We repeat the experiment with a modified data set by adding 84 unrelated noisy variables, resulting in 100 variables in total. The last two rows of Table 2 show the cross-validated RMSE, the size of the selected model and the number of selected noisy variables using projpred or steplm. The results show that projpred has similar predictive performance and the same number of selected variables as with the original data, whereas the stepwise regression has worse predictive performance and the number of selected variables is much higher and include a large number of irrelevant variables.

Table 2 Body fat example: predictive performances with original data (first two rows) and with extra noisy variables (last two rows) estimated with tenfold cross-validation

Both projpred and steplm compare a large number of models using either forward or backward search, which can lead to selection induced overfitting, but even with 100 variables, projpred is able to select a submodel with similar performance as the full model. In this example, the two compared methods also differ in other aspects than the usage of a reference model, such as that projpred uses Bayesian inference and steplm uses maximum likelihood estimation. To separate the effect of using a reference model, we show that performance of other variable selection methods, including steplm, can also be improved by using reference models.

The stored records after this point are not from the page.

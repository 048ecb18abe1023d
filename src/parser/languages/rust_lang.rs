//! Rust node tables and declaration query.

use phf::phf_map;

use crate::parser::NodeKind;

/// Captures `function` items and `class`-like containers (impl blocks keyed
/// by their self type, traits).
pub(super) const DECLARATION_QUERY: &str = r#"
(function_item
  name: (identifier) @name
) @function

(impl_item
  type: (_) @name
) @class

(trait_item
  name: (type_identifier) @name
) @class
"#;

pub(super) static KINDS: phf::Map<&'static str, NodeKind> = phf_map! {
    "source_file" => NodeKind::Module,
    "function_item" => NodeKind::Function,
    "closure_expression" => NodeKind::Lambda,
    "impl_item" => NodeKind::Class,
    "trait_item" => NodeKind::Class,
    "parameters" => NodeKind::Parameters,
    "closure_parameters" => NodeKind::Parameters,
    "parameter" => NodeKind::Parameter,
    "block" => NodeKind::Block,
    "if_expression" => NodeKind::If,
    "while_expression" => NodeKind::While,
    "loop_expression" => NodeKind::While,
    "for_expression" => NodeKind::ForEach,
    "call_expression" => NodeKind::Call,
    "macro_invocation" => NodeKind::Call,
    "assignment_expression" => NodeKind::Assignment,
    "compound_assignment_expr" => NodeKind::AugmentedAssignment,
    "let_declaration" => NodeKind::Declaration,
    "const_item" => NodeKind::ConstDecl,
    "static_item" => NodeKind::StaticDecl,
    "index_expression" => NodeKind::Subscript,
    "binary_expression" => NodeKind::Binary,
    "unary_expression" => NodeKind::Unary,
    "return_expression" => NodeKind::Return,
    "use_declaration" => NodeKind::Import,
    "extern_crate_declaration" => NodeKind::Import,
    "field_expression" => NodeKind::Member,
    "scoped_identifier" => NodeKind::Member,
    "identifier" => NodeKind::Identifier,
    "self" => NodeKind::Identifier,
    "field_identifier" => NodeKind::Property,
    "integer_literal" => NodeKind::Number,
    "float_literal" => NodeKind::Number,
    "string_literal" => NodeKind::String,
    "raw_string_literal" => NodeKind::String,
    "char_literal" => NodeKind::String,
    "boolean_literal" => NodeKind::Boolean,
    "array_expression" => NodeKind::Collection,
    "expression_statement" => NodeKind::ExprStatement,
    "line_comment" => NodeKind::Comment,
    "block_comment" => NodeKind::Comment,
};

pub(super) fn grammar() -> tree_sitter::Language {
    tree_sitter_rust::LANGUAGE.into()
}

2.2 Benefits and costs of using a reference model

A properly designed reference model is able to filter parts of the noise present in the data, and hence to provide an improved and more stable selection process. This holds even if the reference model does not perfectly resemble the true data generating process. Clearly, the reference model approach requires a sensible model. The construction of such a model should follow proper modelling workflow (see, e.g. Gelman et al. 2020). Better predictive models imply better selection results. The goodness of a reference model comes from its predictive ability which should be assessed via proper validation methods. Our analyses indicate that the substantial reduction of variance attributable to noise is usually more important than small potential bias due to model misspecification. When the goal is ranking the variables for importance to perform variable selection, it is known that large variance is generally more harmful than small bias (Piironen and Vehtari 2017a).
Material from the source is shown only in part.